So from what you are telling me there is some sort of wire routing problem and the capacitor ought to be in a different spot.

I know this circuit is meant to reverse the voltage by charging the capacitor which discharges through the relay when the external voltage is cut off.

I know it may look lazy and obvious to you but I have been trying to crack this simple problem for about 20hrs to no avail.

My background is in electrochemistry, they always ask me why I do stuff like this.

If the solution is simple I would really appreciate it..

Kind Regards, Azulene :)
 
I may have spoken (typed, actually) too soon. The schematic is labeled as a "pulse latching relay", so in theory it should work as drawn (relay is momentarily energized while the capacitor charges). Not sure why it doesn't work for you.

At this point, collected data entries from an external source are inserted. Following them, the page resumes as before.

//! Console front end for the Analytical Engine motion engine, running on
//! the Raspberry Pi that drives the daisy-chained controller boards. The
//! engine itself lives in `motion-core`; this binary wires its abstract
//! pin roles to real GPIO, paces microsecond delays with a spin sleeper,
//! feeds console keystrokes in, and keeps the calibration record in a
//! JSON file next to the binary.

use motion_core::{CalibrationConfig, ConfigStore, Engine, Hardware, Pin, PIN_COUNT};
use rppal::gpio::{Gpio, InputPin, OutputPin};
use spin_sleep::SpinSleeper;
use std::io::Write as _;
use std::path::PathBuf;
use std::sync::mpsc::{self, Receiver};
use std::thread;
use std::time::{Duration, Instant};

// BCM numbers for each abstract pin role; edit to match the loom of the
// actual installation.
const OUTPUT_PINS: &[(Pin, u8)] = &[
    (Pin::BdSel2A, 7),
    (Pin::BdSel2B, 8),
    (Pin::BdSel3A, 3),
    (Pin::BdSel3B, 4),
    (Pin::BdSel3C, 5),
    (Pin::MuxA, 17),
    (Pin::MuxB, 16),
    (Pin::MuxC, 15),
    (Pin::MuxD, 14),
    (Pin::StepNotEnb, 19),
    (Pin::MotorEnb, 22),
    (Pin::MotorDir, 21),
    (Pin::FanOn, 11),
];
const MOTOR_FAULT_PIN: u8 = 20;
const SWITCH_INPUT_PIN: u8 = 23;

struct PiHardware {
    outputs: Vec<Option<OutputPin>>, // indexed by Pin as usize
    fault: InputPin,
    switch_input: InputPin,
    started: Instant,
    sleeper: SpinSleeper,
    keys: Receiver<u8>,
}

impl PiHardware {
    fn new(gpio: &Gpio, keys: Receiver<u8>) -> Result<Self, rppal::gpio::Error> {
        let mut outputs: Vec<Option<OutputPin>> = (0..PIN_COUNT).map(|_| None).collect();
        for &(pin, bcm) in OUTPUT_PINS {
            outputs[pin as usize] = Some(gpio.get(bcm)?.into_output_high());
        }
        Ok(PiHardware {
            outputs,
            fault: gpio.get(MOTOR_FAULT_PIN)?.into_input_pullup(),
            switch_input: gpio.get(SWITCH_INPUT_PIN)?.into_input_pullup(),
            started: Instant::now(),
            sleeper: SpinSleeper::default(),
            keys,
        })
    }
}

impl Hardware for PiHardware {
    fn set_pin(&mut self, pin: Pin, high: bool) {
        if let Some(out) = self.outputs[pin as usize].as_mut() {
            if high {
                out.set_high();
            } else {
                out.set_low();
            }
        }
    }

    fn read_pin(&mut self, pin: Pin) -> bool {
        match pin {
            Pin::MotorFault => self.fault.is_high(),
            Pin::SwitchInput => self.switch_input.is_high(),
            _ => self.outputs[pin as usize]
                .as_ref()
                .map(|p| p.is_set_high())
                .unwrap_or(false),
        }
    }

    fn delay_us(&mut self, usec: u64) {
        self.sleeper.sleep(Duration::from_micros(usec));
    }

    fn micros(&mut self) -> u64 {
        self.started.elapsed().as_micros() as u64
    }

    fn poll_key(&mut self) -> Option<u8> {
        self.keys.try_recv().ok()
    }

    fn flush_input(&mut self) {
        while self.keys.try_recv().is_ok() {}
    }
}

/// Calibration record as a JSON file, written atomically so a power cut
/// mid-save leaves the old record intact.
struct FileStore {
    path: PathBuf,
}

impl ConfigStore for FileStore {
    fn load(&mut self) -> Option<CalibrationConfig> {
        let text = std::fs::read_to_string(&self.path).ok()?;
        serde_json::from_str(&text).ok()
    }

    fn save(&mut self, config: &CalibrationConfig) {
        let tmp = self.path.with_extension("tmp");
        let Ok(text) = serde_json::to_string_pretty(config) else { return };
        let written = std::fs::write(&tmp, text).and_then(|_| std::fs::rename(&tmp, &self.path));
        if let Err(err) = written {
            eprintln!("could not save the calibration record to {}: {}", self.path.display(), err);
        }
    }
}

/// Feed stdin into a byte channel so the engine can poll single
/// keystrokes (ESC, DEL, step-mode keys) while movements run.
fn spawn_key_reader() -> Receiver<u8> {
    let (tx, rx) = mpsc::channel();
    thread::spawn(move || {
        use std::io::BufRead;
        let stdin = std::io::stdin();
        for line in stdin.lock().lines() {
            let Ok(line) = line else { return };
            for byte in line.bytes() {
                if tx.send(byte).is_err() {
                    return;
                }
            }
            if tx.send(b'\n').is_err() {
                return;
            }
        }
    });
    rx
}

/// Assemble one command line from the key channel. A lone backspace on an
/// empty line becomes the history-recall sentinel the engine understands.
fn read_line(keys: &Receiver<u8>) -> Option<String> {
    let mut line = String::new();
    loop {
        match keys.recv() {
            Ok(b'\n') | Ok(b'\r') => return Some(line),
            Ok(c @ (0x08 | 0x7f)) => {
                if line.pop().is_none() && c == 0x08 {
                    return Some("\u{8}".to_string());
                }
            }
            Ok(byte) => line.push(byte as char),
            Err(_) => return None, // console closed
        }
    }
}

fn restart() -> ! {
    use std::os::unix::process::CommandExt;
    if let Ok(exe) = std::env::current_exe() {
        let args: Vec<String> = std::env::args().skip(1).collect();
        let err = std::process::Command::new(exe).args(args).exec();
        eprintln!("restart failed: {}", err);
    }
    std::process::exit(1);
}

fn main() -> Result<(), rppal::gpio::Error> {
    let config_path = std::env::args().nth(1).unwrap_or_else(|| "calibration.json".to_string());
    let gpio = Gpio::new()?;
    let hw = PiHardware::new(&gpio, spawn_key_reader())?;
    let store = FileStore { path: PathBuf::from(config_path) };
    let mut engine = Engine::new(hw, store);
    engine.boot();
    loop {
        print!(">");
        std::io::stdout().flush().ok();
        let Some(line) = read_line(&engine.hw.keys) else { break };
        engine.handle_line(&line);
        if engine.restart_requested {
            restart();
        }
    }
    Ok(())
}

Have you modeled this circuit in Spice? If so, can you post the file here? I could do this, except I have no relay component (I guess an inductor of the right size would do).
 
1) Your transistor as shown can only discharge the cap via the relay coil. There is no means of charging the cap.
2) The circuit requires connections to both a positive supply terminal and a negative terminal.
3) Another resistor is needed, from the transistor base to whatever drives the base.

Change the circuit so that (a) the emitter of the transistor goes only to the supply negative and (b) the collector of the transistor goes only to the bottom of the relay coil. The coil should then energise briefly when the transistor turns on.

If the latching relay is a single-coil type (as shown) you will have to reverse the coil connections to reverse the relay contact state.
If it's a dual-coil type you will need one transistor for the 'set' coil and another one for the 'reset' coil.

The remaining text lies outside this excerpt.